Updated 20 June 2023

The inspection

We carried out this inspection under Section 60 of the Health and Social Care Act 2008 (the Act) as part of our regulatory functions. We checked whether the provider was meeting the legal requirements and regulations associated with the Act. We looked at the overall quality of the service and provided a rating for the service under the Health and Social Care Act 2008.

As part of this inspection we looked at the infection control and prevention measures in place. This was conducted so we can understand the preparedness of the service in preventing or managing an infection outbreak, and to identify good practice we can share with other services.

Inspection team

The inspection was carried out by three inspectors one of whom was a medicines inspector. An Expert by Experience made phone calls remotely. An Expert by Experience is a person who has personal experience of using or caring for someone who uses this type of care service.

Service and service type

Ashill Lodge is a ‘care home’. People in care homes receive accommodation and nursing and/or personal care as a single package under one contractual agreement dependent on their registration with us. Ashill Lodge is a care home without nursing care. CQC regulates both the premises and the care provided, and both were looked at during this inspection.

Registered Manager.

This provider is required to have a registered manager to oversee the delivery of regulated activities at this location. A registered manager is a person who has registered with the Care Quality Commission to manage the service. Registered managers and providers are legally responsible for how the service is run, for the quality and safety of the care provided and compliance with regulations.

At the time of our inspection there was not a registered manager in post but the acting manager had submitted an application to complete the registration process.

Notice of inspection

This inspection was unannounced on the first day, on the second date, additional information was requested.

What we did before the inspection

The provider was not asked to complete a Provider Information Return (PIR) prior to this inspection. A PIR is information providers send us to give some key information about the service, what the service does well and improvements they plan to make. We reviewed all the information we hold about the service which included notifications which the provider are obliged to submit, this included safeguarding concerns.
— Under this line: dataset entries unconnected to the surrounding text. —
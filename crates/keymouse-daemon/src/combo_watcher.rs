//! Combo recognition
//!
//! Every key event is matched against all combos of the current mode at once.
//! A combo progresses when the most recent events of the [`ComboPreparation`]
//! match the beginning of its sequence, and completes when the whole sequence
//! is matched.
//!
//! ## Timing
//!
//! Each move carries a window of elapsed time allowed since the previous move.
//! When several combos progress on the same event, their windows are
//! intersected and the result is checked against the next event. Leaving the
//! window restarts the preparation from the new event.
//!
//! A completed combo whose last move has a non-zero minimum duration is not run
//! right away: it waits for that long without any other key event, and is
//! dropped as soon as one arrives.
//!
//! ## Focus
//!
//! A non-eaten press that progresses a combo puts that combo in focus under the
//! pressed key. While anything is in focus, only focused combos may progress.
//! Focus ends when the combo completes, when [`ComboWatcher::interrupt`] is
//! called, or when the key is released without the combo progressing.

use std::collections::{HashMap, HashSet};
use std::sync::Arc;
use std::time::Duration;

use keymouse_config::{Combo, ComboMoveDuration, Command, Key, Mode};

use crate::combo_preparation::{ComboPreparation, KeyEvent};

/// What the recognizer needs from its surroundings.
pub trait ComboContext {
    fn current_mode(&self) -> Arc<Mode>;

    /// One-shot flag raised when the current mode timed out.
    fn poll_current_mode_timed_out(&mut self) -> bool;

    fn run(&mut self, command: &Command);
}

/// Verdict for a press event.
#[derive(Debug, Clone, Copy, Default, PartialEq, Eq)]
pub struct PressKeyEventProcessing {
    pub part_of_combo: bool,
    pub must_be_eaten: bool,
}

#[derive(Debug, Clone)]
struct ComboAndCommands {
    combo: Combo,
    commands: Vec<Command>,
}

#[derive(Debug)]
struct ComboWaitingForLastMoveToComplete {
    combo_and_commands: ComboAndCommands,
    remaining_wait: Duration,
}

#[derive(Debug, Default)]
pub struct ComboWatcher {
    preparation: ComboPreparation,
    previous_move_duration: Option<ComboMoveDuration>,
    combos_waiting_for_last_move_to_complete: Vec<ComboWaitingForLastMoveToComplete>,
    focused_combos: HashMap<Key, HashSet<Combo>>,
    currently_pressed_combo_keys: HashSet<Key>,
}

impl ComboWatcher {
    pub fn new() -> Self {
        Self::default()
    }

    /// Advance combos waiting on their last move by `delta` and run the ones
    /// whose wait is over.
    pub fn on_tick(&mut self, delta: Duration, ctx: &mut impl ComboContext) -> Vec<Command> {
        if ctx.poll_current_mode_timed_out() {
            self.interrupt();
        }

        let mut complete = Vec::new();
        self.combos_waiting_for_last_move_to_complete.retain_mut(|waiting| {
            if delta > waiting.remaining_wait {
                complete.push(waiting.combo_and_commands.clone());
                false
            } else {
                waiting.remaining_wait -= delta;
                true
            }
        });
        if complete.is_empty() {
            return Vec::new();
        }

        let commands = longest_combo_commands_last_and_deduplicate(complete);
        tracing::debug!(?commands, "Combos waiting for their last move completed");
        for command in &commands {
            ctx.run(command);
        }
        commands
    }

    /// Process a key event.
    ///
    /// Releases must only be passed in when their press was part of a combo.
    /// Returns `None` for releases.
    pub fn on_key_event(
        &mut self,
        event: KeyEvent,
        ctx: &mut impl ComboContext,
    ) -> Option<PressKeyEventProcessing> {
        self.combos_waiting_for_last_move_to_complete.clear();

        let window_violated = match (self.preparation.last_event(), self.previous_move_duration) {
            (Some(previous), Some(window)) => !window.is_respected(previous.time, event.time),
            _ => false,
        };
        if window_violated {
            self.preparation.clear();
        }
        if event.is_release() {
            self.currently_pressed_combo_keys.remove(&event.key);
        }
        self.preparation.push(event);

        let mut part_of_combo = false;
        let mut must_be_eaten = false;
        let mut new_move_duration: Option<ComboMoveDuration> = None;
        let mut registered: HashSet<Combo> = HashSet::new();
        let mut to_run = Vec::new();

        let mode = ctx.current_mode();
        let all_focused: HashSet<Combo> = self.focused_combos.values().flatten().cloned().collect();

        for (combo, commands) in mode.combo_map.iter() {
            let matching_move_count = self.preparation.matching_move_count(combo.sequence());
            if matching_move_count == 0 {
                if !combo.sequence().is_empty() {
                    continue;
                }
                if !combo.precondition().satisfied(&self.currently_pressed_combo_keys) {
                    continue;
                }
            } else {
                if !all_focused.is_empty() && !all_focused.contains(combo) {
                    continue;
                }
                if !combo.precondition().is_empty()
                    && !combo.precondition().satisfied(&self.currently_pressed_combo_keys)
                {
                    continue;
                }
                let current_move = &combo.sequence()[matching_move_count - 1];
                if current_move.event_must_be_eaten() {
                    must_be_eaten = true;
                } else if current_move.is_press() {
                    self.focused_combos
                        .entry(current_move.key())
                        .or_default()
                        .insert(combo.clone());
                    registered.insert(combo.clone());
                }
                part_of_combo = true;
                let duration = current_move.duration();
                new_move_duration = Some(match new_move_duration {
                    Some(narrowed) => narrowed.narrow(duration),
                    None => duration,
                });
            }

            if matching_move_count != combo.sequence().len() {
                continue;
            }
            for focused in self.focused_combos.values_mut() {
                focused.remove(combo);
            }
            let combo_and_commands = ComboAndCommands {
                combo: combo.clone(),
                commands: commands.to_vec(),
            };
            match combo.last_move() {
                Some(last_move) if !last_move.duration().min.is_zero() => {
                    self.combos_waiting_for_last_move_to_complete
                        .push(ComboWaitingForLastMoveToComplete {
                            combo_and_commands,
                            remaining_wait: last_move.duration().min,
                        });
                }
                _ => to_run.push(combo_and_commands),
            }
        }

        if new_move_duration.is_some() {
            self.previous_move_duration = new_move_duration;
        }

        let commands = longest_combo_commands_last_and_deduplicate(to_run);
        tracing::debug!(
            mode = %mode.name,
            preparation = %self.preparation,
            part_of_combo,
            must_be_eaten,
            ?commands,
            focused_combos = ?self.focused_combos,
            "Processed key event {}",
            event
        );
        for command in &commands {
            ctx.run(command);
        }

        if !part_of_combo {
            self.preparation.clear();
            if event.is_release() {
                self.focused_combos.remove(&event.key);
            }
        } else if event.is_press {
            self.currently_pressed_combo_keys.insert(event.key);
        }

        // Only combos registered by this very event keep the key in focus, so
        // a held non-eaten press still restricts matching to its combos.
        if let Some(focused) = self.focused_combos.get_mut(&event.key) {
            focused.retain(|combo| registered.contains(combo));
        }

        // The mode may have changed while running the commands.
        let mode = ctx.current_mode();
        for focused in self.focused_combos.values_mut() {
            focused.retain(|combo| mode.combo_map.contains(combo));
        }
        self.focused_combos.retain(|_, focused| !focused.is_empty());

        if event.is_release() {
            None
        } else {
            Some(PressKeyEventProcessing {
                part_of_combo,
                must_be_eaten,
            })
        }
    }

    /// Drop all in-flight combo state.
    pub fn interrupt(&mut self) {
        tracing::debug!(
            preparation = %self.preparation,
            waiting = self.combos_waiting_for_last_move_to_complete.len(),
            focused_combos = ?self.focused_combos,
            "Interrupting combos"
        );
        self.preparation.clear();
        self.combos_waiting_for_last_move_to_complete.clear();
        self.focused_combos.clear();
        self.currently_pressed_combo_keys.clear();
    }
}

/// Order commands of completed combos, shortest sequence first, and drop
/// repeated commands keeping their first occurrence.
///
/// With `+up` starting a move and `+up -up +up` stopping it, pressing up
/// twice completes both: the stop must run last to win.
fn longest_combo_commands_last_and_deduplicate(mut completed: Vec<ComboAndCommands>) -> Vec<Command> {
    completed.sort_by_key(|combo_and_commands| combo_and_commands.combo.sequence().len());
    let mut commands: Vec<Command> = Vec::new();
    for command in completed.into_iter().flat_map(|c| c.commands) {
        if !commands.contains(&command) {
            commands.push(command);
        }
    }
    commands
}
We reviewed the provider action plan, the local authority review and feedback from relatives and stakeholders. We used information gathered as part of monitoring activity that took place in April 2022 to help plan the inspection and inform our judgements.

During the inspection

We carried out initial observations to include activities and the mealtime experience. We spoke with people, but most could not formally tell us about their experiences because they were living with dementia. We had a more in-depth discussion with 2 people using the service and 3 relatives on the day. We asked for feedback from a visiting health care professional and spoke with the registered provider. We spoke with 3 care staff, 1 who was a senior, the acting manager, the domestic, and the kitchen assistant. Our Expert by Experience spoke with an additional 6 family members and representatives.
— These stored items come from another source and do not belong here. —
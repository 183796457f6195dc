use thiserror::Error;

/// Failure categories surfaced by the core.
///
/// Fallible functions return `anyhow::Result`; these values travel inside the
/// `anyhow::Error` so callers can branch with `downcast_ref::<BrewError>()`.
#[derive(Debug, Error)]
pub enum BrewError {
    /// Input rejected before any write (empty bean name, empty taste set, ...).
    #[error("{0}")]
    Validation(String),

    #[error("{kind} '{id}' not found")]
    NotFound { kind: &'static str, id: String },

    #[error("Unknown brew method '{0}'")]
    UnknownMethod(String),

    /// Remote suggestion could not be used. Always handled by falling back to
    /// the local rules; never shown to the user.
    #[error("Remote suggestion failed: {0}")]
    RemoteSuggestion(String),

    #[error("Failed to write '{key}' to the store")]
    StoreWrite {
        key: String,
        #[source]
        source: Box<dyn std::error::Error + Send + Sync>,
    },
}

impl BrewError {
    pub(crate) fn not_found(kind: &'static str, id: &str) -> Self {
        BrewError::NotFound {
            kind,
            id: id.to_string(),
        }
    }
}
mod commands;
mod config;
mod openai;

use std::path::PathBuf;
use std::process;

use anyhow::Result;
use clap::{Parser, Subcommand};
use tracing_subscriber::EnvFilter;

use crate::commands::{
    BrewParamArgs, cmd_bean_add, cmd_bean_delete, cmd_bean_list, cmd_bean_show, cmd_bean_update,
    cmd_brew_delete, cmd_brew_list, cmd_brew_log, cmd_methods, cmd_migrate, cmd_onboarding,
    cmd_pending, cmd_ratio, cmd_suggest, cmd_sync, parse_roast,
};
use crate::config::Config;
use crate::openai::OpenAiClient;
use brewlog_core::BrewService;
use brewlog_core::models::{NewBean, UpdateBean};

#[derive(Parser)]
#[command(
    name = "brewlog",
    version,
    about = "A coffee brewing journal with next-brew suggestions"
)]
struct Cli {
    /// Path to the database file (default: platform data dir)
    #[arg(long, global = true, value_name = "PATH")]
    db: Option<PathBuf>,
    #[command(subcommand)]
    command: Commands,
}

#[derive(Subcommand)]
enum Commands {
    /// Manage coffee beans
    Bean {
        #[command(subcommand)]
        command: BeanCommands,
    },
    /// Log and review brews
    Brew {
        #[command(subcommand)]
        command: BrewCommands,
    },
    /// Suggest parameters for the next brew of a bean
    Suggest {
        /// Bean name or ID
        bean: String,
        /// Brew method: espresso, pourover, frenchpress, mokapot
        #[arg(short, long)]
        method: String,
        /// Skip the remote suggester and use the cached or rule-based suggestion
        #[arg(long)]
        offline: bool,
        /// Output as JSON
        #[arg(long)]
        json: bool,
    },
    /// Calculate the brew ratio for a method
    Ratio {
        /// Brew method: espresso, pourover, frenchpress, mokapot
        method: String,
        /// Coffee dose in grams
        #[arg(long)]
        dose: Option<f64>,
        /// Espresso yield in grams
        #[arg(long = "yield")]
        yield_g: Option<f64>,
        /// Water in ml
        #[arg(long)]
        water: Option<f64>,
        /// Output as JSON
        #[arg(long)]
        json: bool,
    },
    /// List supported brew methods and their recommended ranges
    Methods {
        /// Output as JSON
        #[arg(long)]
        json: bool,
    },
    /// Convert brews saved in the legacy format
    Migrate {
        /// Output as JSON
        #[arg(long)]
        json: bool,
    },
    /// Show brews recorded offline and waiting to sync
    Pending {
        /// Output as JSON
        #[arg(long)]
        json: bool,
    },
    /// Move offline brews into the log
    Sync {
        /// Output as JSON
        #[arg(long)]
        json: bool,
    },
    /// Show or set onboarding status
    Onboarding {
        /// New status: not-started, skipped, completed
        status: Option<String>,
        /// Output as JSON
        #[arg(long)]
        json: bool,
    },
}

#[derive(Subcommand)]
enum BeanCommands {
    /// Add a bean
    Add {
        /// Bean name
        name: String,
        /// Origin (country, region, farm)
        #[arg(long)]
        origin: Option<String>,
        /// Roast level: light, medium-light, medium, medium-dark, dark
        #[arg(long, default_value = "medium")]
        roast: String,
        /// Free-form notes
        #[arg(long)]
        notes: Option<String>,
        /// Output as JSON
        #[arg(long)]
        json: bool,
    },
    /// List beans
    List {
        /// Output as JSON
        #[arg(long)]
        json: bool,
    },
    /// Show a bean with its brews and cached suggestions
    Show {
        /// Bean name or ID
        bean: String,
        /// Output as JSON
        #[arg(long)]
        json: bool,
    },
    /// Update a bean (pass an empty string to clear origin or notes)
    Update {
        /// Bean name or ID
        bean: String,
        #[arg(long)]
        name: Option<String>,
        #[arg(long)]
        origin: Option<String>,
        #[arg(long)]
        roast: Option<String>,
        #[arg(long)]
        notes: Option<String>,
        /// Output as JSON
        #[arg(long)]
        json: bool,
    },
    /// Delete a bean and all of its brews
    Delete {
        /// Bean name or ID
        bean: String,
        /// Output as JSON
        #[arg(long)]
        json: bool,
    },
}

#[derive(Subcommand)]
enum BrewCommands {
    /// Record a brew and refresh the suggestion for its bean
    Log {
        /// Bean name or ID
        bean: String,
        #[command(flatten)]
        params: BrewParamArgs,
        /// Taste feedback, comma separated: too-bitter, too-sour, balanced, weak, strong
        #[arg(short, long)]
        taste: String,
        /// Free-form notes
        #[arg(long)]
        notes: Option<String>,
        /// Queue the brew as if the device were offline
        #[arg(long)]
        offline: bool,
        /// Output as JSON
        #[arg(long)]
        json: bool,
    },
    /// List brews, newest first
    List {
        /// Only brews of this bean (name or ID)
        #[arg(long)]
        bean: Option<String>,
        /// Maximum number of brews to show
        #[arg(short = 'n', long, default_value = "20")]
        limit: usize,
        /// Output as JSON
        #[arg(long)]
        json: bool,
    },
    /// Delete a brew by ID (a unique prefix is enough)
    Delete {
        /// Brew ID
        id: String,
        /// Output as JSON
        #[arg(long)]
        json: bool,
    },
}

#[tokio::main]
async fn main() {
    tracing_subscriber::fmt()
        .with_env_filter(
            EnvFilter::try_from_default_env()
                .unwrap_or_else(|_| EnvFilter::new("brewlog=warn,brewlog_core=warn")),
        )
        .with_writer(std::io::stderr)
        .init();

    let cli = Cli::parse();

    if let Err(e) = run(cli).await {
        eprintln!("Error: {e:#}");
        process::exit(1);
    }
}

#[allow(clippy::too_many_lines)]
async fn run(cli: Cli) -> Result<()> {
    let config = Config::load(cli.db)?;
    let svc = BrewService::open(&config.db_path, config.settle_delay)?;
    let remote = OpenAiClient::new(config.openai)?;

    match cli.command {
        Commands::Bean { command } => match command {
            BeanCommands::Add {
                name,
                origin,
                roast,
                notes,
                json,
            } => {
                let roast_level = parse_roast(Some(&roast))?.unwrap_or_default();
                cmd_bean_add(
                    &svc,
                    NewBean {
                        name,
                        origin,
                        roast_level,
                        notes,
                    },
                    json,
                )
            }
            BeanCommands::List { json } => cmd_bean_list(&svc, json),
            BeanCommands::Show { bean, json } => cmd_bean_show(&svc, &bean, json),
            BeanCommands::Update {
                bean,
                name,
                origin,
                roast,
                notes,
                json,
            } => {
                let update = UpdateBean {
                    name,
                    origin,
                    roast_level: parse_roast(roast.as_deref())?,
                    notes,
                };
                cmd_bean_update(&svc, &bean, update, json)
            }
            BeanCommands::Delete { bean, json } => cmd_bean_delete(&svc, &bean, json),
        },
        Commands::Brew { command } => match command {
            BrewCommands::Log {
                bean,
                params,
                taste,
                notes,
                offline,
                json,
            } => cmd_brew_log(&svc, &remote, &bean, params, &taste, notes, offline, json).await,
            BrewCommands::List { bean, limit, json } => {
                cmd_brew_list(&svc, bean.as_deref(), limit, json)
            }
            BrewCommands::Delete { id, json } => cmd_brew_delete(&svc, &id, json),
        },
        Commands::Suggest {
            bean,
            method,
            offline,
            json,
        } => cmd_suggest(&svc, &remote, &bean, &method, offline, json).await,
        Commands::Ratio {
            method,
            dose,
            yield_g,
            water,
            json,
        } => cmd_ratio(&method, dose, yield_g, water, json),
        Commands::Methods { json } => cmd_methods(json),
        Commands::Migrate { json } => cmd_migrate(&svc, json),
        Commands::Pending { json } => cmd_pending(&svc, json),
        Commands::Sync { json } => cmd_sync(&svc, json).await,
        Commands::Onboarding { status, json } => cmd_onboarding(&svc, status.as_deref(), json),
    }
}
We reviewed medicine administration and associated records for 17 people, observed medicines being given to people and we spoke with 2 members of staff about medicines. We reviewed 5 care plans and other records associated with the management of the service including staff recruitment records. Following the inspection we spoke with a member of the night staff. We continued to seek validation and ask for additional evidence from the provider.

Overall inspection

Requires improvement

Updated 20 June 2023

About the service

Ashill Lodge care home is a residential care home providing personal and nursing care for up to 35 people. At the time of our inspection there were 29 people using the service, most had a diagnosis of dementia. The home had been extended in the last eighteen months to create an additional communal space and 10 bedrooms all with ensuite facilities. The home had a passenger lift and chair stair lift as well as generous outside space.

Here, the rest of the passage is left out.